A Luta Chocante da Toyota em Spa: Estarão Realmente a “Fingir”?
Num desfecho dramático na qualificação do Campeonato de Resistência Mundial (WEC) em Spa, a Toyota encontrou-se em apuros, negando veementemente as acusações de “fingir” depois de ambos os seus carros terem surpreendentemente falhado em garantir lugares na Q2. Isto surge na sequência da sua triunfante 50ª vitória no WEC apenas algumas semanas antes em Imola, deixando fãs e críticos a coçar a cabeça perante o contraste acentuado no desempenho.
Com os carros #7 e #8 a cronometrar um dececionante 12º e 16º lugar, respetivamente, a equipa insiste que não estão a jogar nenhum jogo. “Estamos mais rápidos do que no ano passado,” afirma o representante da equipa, Floury, abordando as preocupações sobre a sua aparente queda nos tempos de qualificação. Apesar dos resultados abaixo das expectativas, ele argumenta que a equipa não está a subdesempenhar intencionalmente para enganar os rivais antes das prestigiadas 24 Horas de Le Mans, que se avizinham no calendário.

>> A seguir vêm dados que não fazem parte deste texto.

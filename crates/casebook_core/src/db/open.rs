//! Connection bootstrap utilities for SQLite.
//!
//! # Responsibility
//! - Open file or in-memory SQLite connections.
//! - Configure connection pragmas required by case persistence.
//! - Trigger schema migrations before returning a usable connection.
//!
//! # Invariants
//! - Returned connections have `foreign_keys=ON`; relation rows can never
//!   point at missing users, institutions, tags or options.
//! - Returned connections have migrations fully applied.
//! - Writers wait up to `BUSY_TIMEOUT` before failing with `SQLITE_BUSY`.

use super::migrations::apply_migrations;
use super::DbResult;
use log::{error, info};
use rusqlite::Connection;
use std::path::Path;
use std::time::{Duration, Instant};

const BUSY_TIMEOUT: Duration = Duration::from_secs(5);

/// Opens a SQLite database file and applies all pending migrations.
///
/// # Side effects
/// - Creates the file when it does not exist yet.
/// - Emits `db_open` logging events with duration and status.
pub fn open_db(path: impl AsRef<Path>) -> DbResult<Connection> {
    let path = path.as_ref();
    open_with("file", || Connection::open(path))
}

/// Opens an in-memory SQLite database and applies all pending migrations.
///
/// Every call yields an isolated, empty store. Used by tests and dry runs.
pub fn open_db_in_memory() -> DbResult<Connection> {
    open_with("memory", Connection::open_in_memory)
}

fn open_with<F>(mode: &'static str, connect: F) -> DbResult<Connection>
where
    F: FnOnce() -> rusqlite::Result<Connection>,
{
    let started_at = Instant::now();
    info!("event=db_open module=db status=start mode={mode}");

    let mut conn = connect().map_err(|err| {
        error!(
            "event=db_open module=db status=error mode={mode} duration_ms={} error_code=db_open_failed error={err}",
            started_at.elapsed().as_millis()
        );
        err
    })?;

    if let Err(err) = bootstrap_connection(&mut conn) {
        error!(
            "event=db_open module=db status=error mode={mode} duration_ms={} error_code=db_bootstrap_failed error={err}",
            started_at.elapsed().as_millis()
        );
        return Err(err);
    }

    info!(
        "event=db_open module=db status=ok mode={mode} duration_ms={}",
        started_at.elapsed().as_millis()
    );
    Ok(conn)
}

fn bootstrap_connection(conn: &mut Connection) -> DbResult<()> {
    conn.execute_batch("PRAGMA foreign_keys = ON;")?;
    conn.busy_timeout(BUSY_TIMEOUT)?;
    apply_migrations(conn)?;
    Ok(())
}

Floury prosseguiu para esclarecer a situação, afirmando: “Existem diferentes maneiras de olhar para a qualificação e para a Hyperpole. É obviamente dececionante. Também levanta algumas preocupações para o futuro. Mas se olharmos para isto de forma objetiva, comparando com a qualificação e a Hyperpole do ano passado, somos apenas um dos dois fabricantes — que estiveram aqui no ano passado e ainda estão aqui este ano — a melhorar o nosso tempo de volta.” De facto, o tempo de volta mais rápido da Toyota na qualificação deste ano melhorou para 2m01.592s, uma queda sólida em relação aos 2m01.908s do ano passado.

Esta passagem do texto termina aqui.